Published on Culture 24

Artists Anonymous – Lucifer Over London, Riflemaker, London, until November 21 2009

David was apparently hewn from a 27-stone block of marble after which Michelangelo painted the Sistine Chapel single-handed. Would he not, by the end of it, have looked something like Arnold Schwarzenegger?

The question is asked on camera by a sock puppet in this London show by Berlin-based Artists Anonymous. The footwear not only has good comic timing, but also conceals the group’s identity. Art, they say, should matter more than ego.

Instead, consider their fresh approach to picture making, called the after image. Most works here feature twice: the first painted in negative, putting dark shades and new features where the eye sees light. The second  is a photograph in which colours have been inverted to produce a recognizable yet twice-removed scene.

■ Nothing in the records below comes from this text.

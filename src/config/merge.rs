//! Settings merge logic
//!
//! - Objects: deep-merge by key
//! - Arrays: REPLACE (last wins)
//! - Scalars: override (last wins)

use serde_json::Value;

/// Deep merge two JSON values.
///
/// Merge semantics:
/// - Objects: deep-merge by key (recursive), existing keys keep their position
/// - Arrays: REPLACE (second wins entirely)
/// - Scalars: override (second wins)
/// - Null: override (null can override any value)
pub fn deep_merge(base: Value, overlay: Value) -> Value {
    match (base, overlay) {
        (Value::Object(mut base_map), Value::Object(overlay_map)) => {
            for (key, overlay_value) in overlay_map {
                match base_map.get_mut(&key) {
                    Some(slot) => {
                        let base_value = slot.take();
                        *slot = deep_merge(base_value, overlay_value);
                    }
                    None => {
                        base_map.insert(key, overlay_value);
                    }
                }
            }
            Value::Object(base_map)
        }

        (Value::Array(_), overlay @ Value::Array(_)) => overlay,

        (_, overlay) => overlay,
    }
}

/// Merge settings layers in order (first is base, last has highest precedence)
pub fn merge_layers(layers: Vec<Value>) -> Value {
    layers.into_iter().fold(Value::Null, deep_merge)
}

#[cfg(test)]
mod tests {
    use super::*;
    use serde_json::json;

    #[test]
    fn test_scalar_override() {
        let result = deep_merge(json!({"spoiler": 3}), json!({"spoiler": 1}));
        assert_eq!(result["spoiler"], 1);
    }

    #[test]
    fn test_object_deep_merge() {
        let base = json!({"paths": {"players": "Players", "output": "output"}});
        let overlay = json!({"paths": {"players": "/srv/players"}});
        let result = deep_merge(base, overlay);

        assert_eq!(result["paths"]["players"], "/srv/players");
        assert_eq!(result["paths"]["output"], "output");
    }

    #[test]
    fn test_array_replace() {
        let result = deep_merge(json!({"worlds": ["a", "b", "c"]}), json!({"worlds": ["x"]}));
        assert_eq!(result["worlds"], json!(["x"]));
    }

    #[test]
    fn test_null_override() {
        let result = deep_merge(json!({"seed": 42}), json!({"seed": null}));
        assert!(result["seed"].is_null());
    }

    #[test]
    fn test_key_order_kept() {
        let result = deep_merge(json!({"a": 1, "b": 2, "c": 3}), json!({"a": 9, "d": 4}));
        let keys: Vec<&String> = result.as_object().unwrap().keys().collect();
        assert_eq!(keys, ["a", "b", "c", "d"]);
    }

    #[test]
    fn test_merge_layers() {
        let builtin = json!({"players": 0, "race": false, "spoiler": 3});
        let host = json!({"players": 4, "spoiler": 2});
        let cli = json!({"spoiler": 0});

        let result = merge_layers(vec![builtin, host, cli]);

        assert_eq!(result["players"], 4);
        assert_eq!(result["race"], false);
        assert_eq!(result["spoiler"], 0);
    }
}
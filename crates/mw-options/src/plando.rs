//! Plando capability set.

use std::collections::BTreeSet;
use std::fmt;
use std::str::FromStr;

use serde::{Deserialize, Serialize};

use crate::error::OptionError;

/// A category of manual override a run may allow.
#[derive(Debug, Clone, Copy, PartialEq, Eq, PartialOrd, Ord, Hash, Serialize, Deserialize)]
#[serde(rename_all = "lowercase")]
pub enum PlandoCapability {
    Items,
    Connections,
    Texts,
    Bosses,
}

impl PlandoCapability {
    pub fn as_str(&self) -> &'static str {
        match self {
            PlandoCapability::Items => "items",
            PlandoCapability::Connections => "connections",
            PlandoCapability::Texts => "texts",
            PlandoCapability::Bosses => "bosses",
        }
    }
}

impl fmt::Display for PlandoCapability {
    fn fmt(&self, f: &mut fmt::Formatter<'_>) -> fmt::Result {
        f.write_str(self.as_str())
    }
}

impl FromStr for PlandoCapability {
    type Err = OptionError;

    fn from_str(s: &str) -> Result<Self, Self::Err> {
        match s.trim().to_lowercase().as_str() {
            "items" => Ok(PlandoCapability::Items),
            "connections" => Ok(PlandoCapability::Connections),
            "texts" => Ok(PlandoCapability::Texts),
            "bosses" => Ok(PlandoCapability::Bosses),
            other => Err(OptionError::UnknownPlandoModule(other.to_string())),
        }
    }
}

/// Set of enabled plando capabilities.
#[derive(Debug, Clone, Default, PartialEq, Eq, Serialize, Deserialize)]
#[serde(transparent)]
pub struct PlandoOptions {
    capabilities: BTreeSet<PlandoCapability>,
}

impl PlandoOptions {
    pub fn none() -> Self {
        Self::default()
    }

    /// Parse a comma or space separated module list such as `"bosses, items"`.
    ///
    /// Empty segments are ignored; an unknown module name is an error.
    pub fn from_option_string(option_string: &str) -> Result<Self, OptionError> {
        let mut capabilities = BTreeSet::new();
        for part in option_string.split(|c: char| c == ',' || c.is_whitespace()) {
            let part = part.trim();
            if part.is_empty() {
                continue;
            }
            capabilities.insert(part.parse()?);
        }
        Ok(Self { capabilities })
    }

    pub fn with(mut self, capability: PlandoCapability) -> Self {
        self.capabilities.insert(capability);
        self
    }

    pub fn contains(&self, capability: PlandoCapability) -> bool {
        self.capabilities.contains(&capability)
    }

    /// True when every capability in `self` is also enabled in `enabled`.
    pub fn is_subset_of(&self, enabled: &PlandoOptions) -> bool {
        self.capabilities.is_subset(&enabled.capabilities)
    }

    pub fn is_empty(&self) -> bool {
        self.capabilities.is_empty()
    }

    pub fn iter(&self) -> impl Iterator<Item = PlandoCapability> + '_ {
        self.capabilities.iter().copied()
    }
}

impl fmt::Display for PlandoOptions {
    fn fmt(&self, f: &mut fmt::Formatter<'_>) -> fmt::Result {
        if self.capabilities.is_empty() {
            return f.write_str("none");
        }
        let names: Vec<&str> = self.iter().map(|c| c.as_str()).collect();
        f.write_str(&names.join(", "))
    }
}
//! Fuzzy matching for game-name suggestions.

/// Best candidate for a misspelled name.
#[derive(Debug, Clone, PartialEq, Eq)]
pub struct FuzzyMatch {
    pub candidate: String,
    /// Similarity as a rounded percentage.
    pub score: u8,
}

fn jaro(a: &[char], b: &[char]) -> f64 {
    if a.is_empty() && b.is_empty() {
        return 1.0;
    }
    if a.is_empty() || b.is_empty() {
        return 0.0;
    }

    let window = (a.len().max(b.len()) / 2).saturating_sub(1);
    let mut a_matched = vec![false; a.len()];
    let mut b_matched = vec![false; b.len()];
    let mut matches = 0usize;

    for (i, ca) in a.iter().enumerate() {
        let start = i.saturating_sub(window);
        let end = (i + window + 1).min(b.len());
        for j in start..end {
            if b_matched[j] || b[j] != *ca {
                continue;
            }
            a_matched[i] = true;
            b_matched[j] = true;
            matches += 1;
            break;
        }
    }

    if matches == 0 {
        return 0.0;
    }

    let mut transpositions = 0usize;
    let mut k = 0usize;
    for (i, ca) in a.iter().enumerate() {
        if !a_matched[i] {
            continue;
        }
        while !b_matched[k] {
            k += 1;
        }
        if *ca != b[k] {
            transpositions += 1;
        }
        k += 1;
    }

    let m = matches as f64;
    let t = (transpositions / 2) as f64;
    (m / a.len() as f64 + m / b.len() as f64 + (m - t) / m) / 3.0
}

/// Jaro-Winkler similarity in `[0, 1]`, case-insensitive.
///
/// The common-prefix boost (up to four characters) only applies once the
/// plain Jaro similarity exceeds 0.7.
pub fn jaro_winkler(a: &str, b: &str) -> f64 {
    let a: Vec<char> = a.to_lowercase().chars().collect();
    let b: Vec<char> = b.to_lowercase().chars().collect();
    let weight = jaro(&a, &b);
    if weight <= 0.7 {
        return weight;
    }
    let prefix = a
        .iter()
        .zip(b.iter())
        .take(4)
        .take_while(|(x, y)| x == y)
        .count();
    weight + prefix as f64 * 0.1 * (1.0 - weight)
}

/// Highest scoring candidate; ties keep candidate order.
pub fn best_match<'a, I>(name: &str, candidates: I) -> Option<FuzzyMatch>
where
    I: IntoIterator<Item = &'a str>,
{
    let mut best: Option<(f64, &str)> = None;
    for candidate in candidates {
        let score = jaro_winkler(name, candidate);
        if best.map_or(true, |(top, _)| score > top) {
            best = Some((score, candidate));
        }
    }
    best.map(|(score, candidate)| FuzzyMatch {
        candidate: candidate.to_string(),
        score: (score * 100.0).round() as u8,
    })
}
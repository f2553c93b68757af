//! The single seeded random stream of a run.
//!
//! Every weighted choice, percentage roll and `random` option value draws
//! from one [`RollRng`]. The number and order of draws is part of the
//! reproducibility contract, so callers never create side streams.

use rand::distributions::{Distribution, WeightedIndex};
use rand::{Rng, RngCore, SeedableRng};
use rand_chacha::ChaCha8Rng;

/// Number of decimal digits in a seed name.
pub const SEED_DIGITS: u32 = 20;

/// Seeded random stream shared by every participant of a run.
#[derive(Debug, Clone)]
pub struct RollRng {
    inner: ChaCha8Rng,
}

impl RollRng {
    pub fn from_seed(seed: u64) -> Self {
        Self {
            inner: ChaCha8Rng::seed_from_u64(seed),
        }
    }

    /// Time/entropy based stream, used for race runs.
    pub fn from_entropy() -> Self {
        Self {
            inner: ChaCha8Rng::from_entropy(),
        }
    }

    /// Fresh seed for runs that were not given one.
    pub fn random_seed() -> u64 {
        rand::thread_rng().gen()
    }

    /// Uniform index into a collection of `len` items. One draw.
    pub fn pick_index(&mut self, len: usize) -> usize {
        self.inner.gen_range(0..len)
    }

    /// Index chosen proportionally to `weights`. One draw.
    ///
    /// Returns `None` when every weight is zero.
    pub fn pick_weighted(&mut self, weights: &[u64]) -> Option<usize> {
        let dist = WeightedIndex::new(weights).ok()?;
        Some(dist.sample(&mut self.inner))
    }

    /// True with probability `percentage / 100`. One draw.
    pub fn roll_percentage(&mut self, percentage: f64) -> bool {
        self.inner.gen::<f64>() < percentage / 100.0
    }

    /// Zero-padded decimal run name. One draw.
    pub fn seed_name(&mut self) -> String {
        let bound = 10u128.pow(SEED_DIGITS);
        let value = self.inner.gen_range(0..bound);
        format!("{:0width$}", value, width = SEED_DIGITS as usize)
    }
}

impl RngCore for RollRng {
    fn next_u32(&mut self) -> u32 {
        self.inner.next_u32()
    }

    fn next_u64(&mut self) -> u64 {
        self.inner.next_u64()
    }

    fn fill_bytes(&mut self, dest: &mut [u8]) {
        self.inner.fill_bytes(dest)
    }

    fn try_fill_bytes(&mut self, dest: &mut [u8]) -> Result<(), rand::Error> {
        self.inner.try_fill_bytes(dest)
    }
}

So Pan Dreaming is a murky composition of a child in a push chair, a pensive adult form, the reflection of a figure on the floor and a collection of balloons. But one look at the after image, Pan’s Prison, confirms that all those elements are there and the whole thing is every bit as nightmarish as you expected.

The technique produces a highly distinctive palette. The colours are either sickly, muddy or bleached out. They call to mind another non-realist school of German painting, Expressionism, and blur into one another, bringing a surreal vagueness to the subject matter.

The paintings are augmented by some found sculpture and a basement screening room straight from one of the neighbourhood’s sleazier establishments (we are, after all, in Soho). On screen a very blonde woman in a gimp costume harangues the audience from behind a Punch and Judy stand.

The sock puppets describe the after image as a world of pure imagination, a retinal memory containing an infinity of possibilities when presented with any given scene. And to view the world this way, they argue, is to enter the sock dimension, which incidentally is where all those missing socks actually go.

Who said the Germans don’t have a sense of humour?